Figure 6.

Electrophysiological properties of heteromeric channels. A, Current recordings of A3/B3 channels in inside-out patches. A3/B3 channels were activated with 13 or 1230 μm cGMP. The voltage protocol was as in Figure 4A. B, Current recordings of A3_T369S/B3 channels in inside-out patches. A3_T369S/B3 channels were activated with 13 or 5700 μm cGMP. The voltage protocol was as in Figure 4A. C, A progressive decline of maximal cGMP-activated currents of homomeric A3_T369S (open circles) is not observed with heteromeric A3_T369S/B3 channels (open squares). Data points represent current amplitudes measured at +80 mV and normalized to the amplitude of the first recording at t = 0. D, Ligand sensitivity of heteromeric channels.

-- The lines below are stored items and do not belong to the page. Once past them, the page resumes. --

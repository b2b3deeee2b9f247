//! Reckon pricing calculator CLI

use std::{path::PathBuf, process};

use clap::{Args, Parser, Subcommand, ValueEnum};
use tracing_subscriber::EnvFilter;

use reckon::totals::GrandTotalDiscountStrategy;
use reckon_app::demo::{self, DemoOptions};

#[derive(Debug, Parser)]
#[command(name = "reckon-app", about = "Reckon pricing calculator CLI", long_about = None)]
struct Cli {
    /// Log level (trace, debug, info, warn, error)
    #[arg(short, long, env = "RUST_LOG", default_value = "info")]
    log_level: String,

    #[command(subcommand)]
    command: Commands,
}

#[derive(Debug, Subcommand)]
enum Commands {
    /// Price a scripted quote against a fixture set
    Demo(DemoArgs),
}

#[derive(Debug, Args)]
struct DemoArgs {
    /// Directory holding the fixture sets
    #[arg(long, env = "RECKON_FIXTURES", default_value = "crates/core/fixtures")]
    fixtures: PathBuf,

    /// Fixture set to price
    #[arg(long, default_value = "demo")]
    set: String,

    /// How the grand total's discount cell is derived
    #[arg(long, value_enum, default_value_t = StrategyArg::SummedPercentages)]
    strategy: StrategyArg,
}

/// CLI face of [`GrandTotalDiscountStrategy`].
#[derive(Debug, Clone, Copy, ValueEnum)]
enum StrategyArg {
    /// Sum the per-product discount percentages
    SummedPercentages,

    /// Recompute from the grand list and discounted totals
    RatioOfTotals,
}

impl From<StrategyArg> for GrandTotalDiscountStrategy {
    fn from(arg: StrategyArg) -> Self {
        match arg {
            StrategyArg::SummedPercentages => Self::SummedPercentages,
            StrategyArg::RatioOfTotals => Self::RatioOfTotals,
        }
    }
}

#[tokio::main]
pub async fn main() {
    let _env = dotenvy::dotenv();

    let cli = Cli::parse();

    tracing_subscriber::fmt()
        .with_env_filter(
            EnvFilter::try_from_default_env().unwrap_or_else(|_| EnvFilter::new(&cli.log_level)),
        )
        .init();

    if let Err(error) = run(cli).await {
        eprintln!("{error}");
        process::exit(1);
    }
}

async fn run(cli: Cli) -> Result<(), String> {
    match cli.command {
        Commands::Demo(args) => demo::run(DemoOptions {
            fixtures: args.fixtures,
            set: args.set,
            strategy: args.strategy.into(),
        })
        .await
        .map_err(|error| format!("demo failed: {error}")),
    }
}
//! Saved quotes
//!
//! Flattening a price book's checked slice into a persistable document, and
//! rebuilding selection state from a saved document on top of a freshly
//! fetched book.

use jiff::Timestamp;
use serde::{Deserialize, Serialize};
use smallvec::SmallVec;

use crate::{
    book::{PriceBook, TierDetails, TotalCell},
    ids::{AddonId, ProductId, QuoteId, TierId},
};

/// A persisted quote document. Only checked products are flattened in; the
/// surrounding product stores and retrieves the document as-is.
#[derive(Debug, Clone, PartialEq, Serialize, Deserialize)]
pub struct SavedQuote {
    /// The document's id.
    pub quote_id: QuoteId,

    /// Display name the seller saved the quote under.
    pub quote_name: String,

    /// When the document was flattened.
    pub saved_at: Timestamp,

    /// ISO currency code of the book the quote was built from.
    pub currency: String,

    /// The checked products, in book order.
    pub quote_details: Vec<SavedProduct>,
}

/// One checked product of a saved quote.
#[derive(Debug, Clone, PartialEq, Serialize, Deserialize)]
pub struct SavedProduct {
    /// The product's id.
    pub product_id: ProductId,

    /// The product's aggregated totals at save time.
    pub total: SmallVec<[TotalCell; 6]>,

    /// The tiers worth keeping: the checked one plus any holding details.
    pub tiers: Vec<SavedTier>,
}

/// One tier of a saved product.
#[derive(Debug, Clone, PartialEq, Serialize, Deserialize)]
pub struct SavedTier {
    /// The tier's id.
    pub tier_id: TierId,

    /// Whether this tier was the product's selected tier.
    pub checked: bool,

    /// Ids of the add-ons that were checked under this tier.
    pub addons: Vec<AddonId>,

    /// The tier's rate table, with the seller's entered values.
    pub details: Option<TierDetails>,
}

/// Ids a saved quote referenced that the fresh price book no longer offers.
/// Stale references are expected after catalog changes; the rest of the
/// document is still applied.
#[derive(Debug, Clone, PartialEq, Eq, Default)]
pub struct PreloadReport {
    /// Saved products missing from the fresh book.
    pub missing_products: Vec<ProductId>,

    /// Saved tiers missing from their product.
    pub missing_tiers: Vec<TierId>,

    /// Saved add-on selections missing from their tier.
    pub missing_addons: Vec<AddonId>,
}

impl PreloadReport {
    /// Whether every saved reference resolved.
    #[must_use]
    pub fn is_clean(&self) -> bool {
        self.missing_products.is_empty()
            && self.missing_tiers.is_empty()
            && self.missing_addons.is_empty()
    }
}

/// Flatten the book's checked products into a saved quote document.
///
/// Unchecked products are left out entirely. Within a saved product, tiers
/// are kept when they are checked or already hold details, so entered
/// values survive even on tiers the seller moved away from.
#[must_use]
pub fn save_quote(book: &PriceBook, quote_name: impl Into<String>) -> SavedQuote {
    let quote_details = book
        .checked_products()
        .map(|product| SavedProduct {
            product_id: product.product_id,
            total: product.total.clone(),
            tiers: product
                .tiers
                .iter()
                .filter(|tier| tier.checked || tier.details.is_some())
                .map(|tier| SavedTier {
                    tier_id: tier.tier_id,
                    checked: tier.checked,
                    addons: tier
                        .addons
                        .iter()
                        .filter(|choice| choice.checked)
                        .map(|choice| choice.addon_id)
                        .collect(),
                    details: tier.details.clone(),
                })
                .collect(),
        })
        .collect();

    SavedQuote {
        quote_id: QuoteId::new(),
        quote_name: quote_name.into(),
        saved_at: Timestamp::now(),
        currency: book.currency.clone(),
        quote_details,
    }
}

/// Rebuild selection state and entered values from a saved quote on top of
/// a freshly fetched price book, matching by product, tier and add-on id.
///
/// References the fresh book no longer offers are collected into the
/// returned report; everything else is applied regardless, so a quote
/// survives catalog drift with only its stale lines dropped.
pub fn preload_quote(book: &mut PriceBook, saved: &SavedQuote) -> PreloadReport {
    let mut report = PreloadReport::default();

    for saved_product in &saved.quote_details {
        let Some(product) = book.product_mut(saved_product.product_id) else {
            report.missing_products.push(saved_product.product_id);
            continue;
        };

        product.checked = true;
        product.total = saved_product.total.clone();

        for saved_tier in &saved_product.tiers {
            let Some(tier) = product.tier_mut(saved_tier.tier_id) else {
                report.missing_tiers.push(saved_tier.tier_id);
                continue;
            };

            tier.checked = saved_tier.checked;
            tier.loading = false;
            tier.details = saved_tier.details.clone();

            for addon_id in &saved_tier.addons {
                let choice = tier
                    .addons
                    .iter_mut()
                    .find(|choice| choice.addon_id == *addon_id);

                match choice {
                    Some(choice) => choice.checked = true,
                    None => report.missing_addons.push(*addon_id),
                }
            }
        }
    }

    report
}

Normalized currents (I/I_max) at -80 mV versus cGMP concentration for A3/B3 (filled squares) and A3_T369S/B3 (open squares) are shown. Symbols represent mean values ± SD. Error bars were omitted for N = 2 recordings. Solid lines were calculated with the Hill equation with the following parameters: K_1/2, 26.3 ± 5.9 μm; n = 1.9 ± 0.1 (A3/B3; N = 4); and K_1/2, 20.1 ± 1.5 μm; N = 2.1 ± 0.6 (A3_T369S/B3; N = 3). For comparison, the dose-response relations for A3 (dotted line) and A3_T369S (dashed line) are included. E, Voltage dependence of Ca²⁺ blockage. Mean K_i values of Ca²⁺ blockage versus voltage for homomeric A3 (filled circles; N = 6), A3_T369S (open circles; N = 5), heteromeric A3/B3 (filled squares; N = 3), and A3_T369S/B3 (open squares; N = 3) channels are shown. K_i values for A3_T369S were obtained for -80 and +80 mV only. Error bars indicate SD.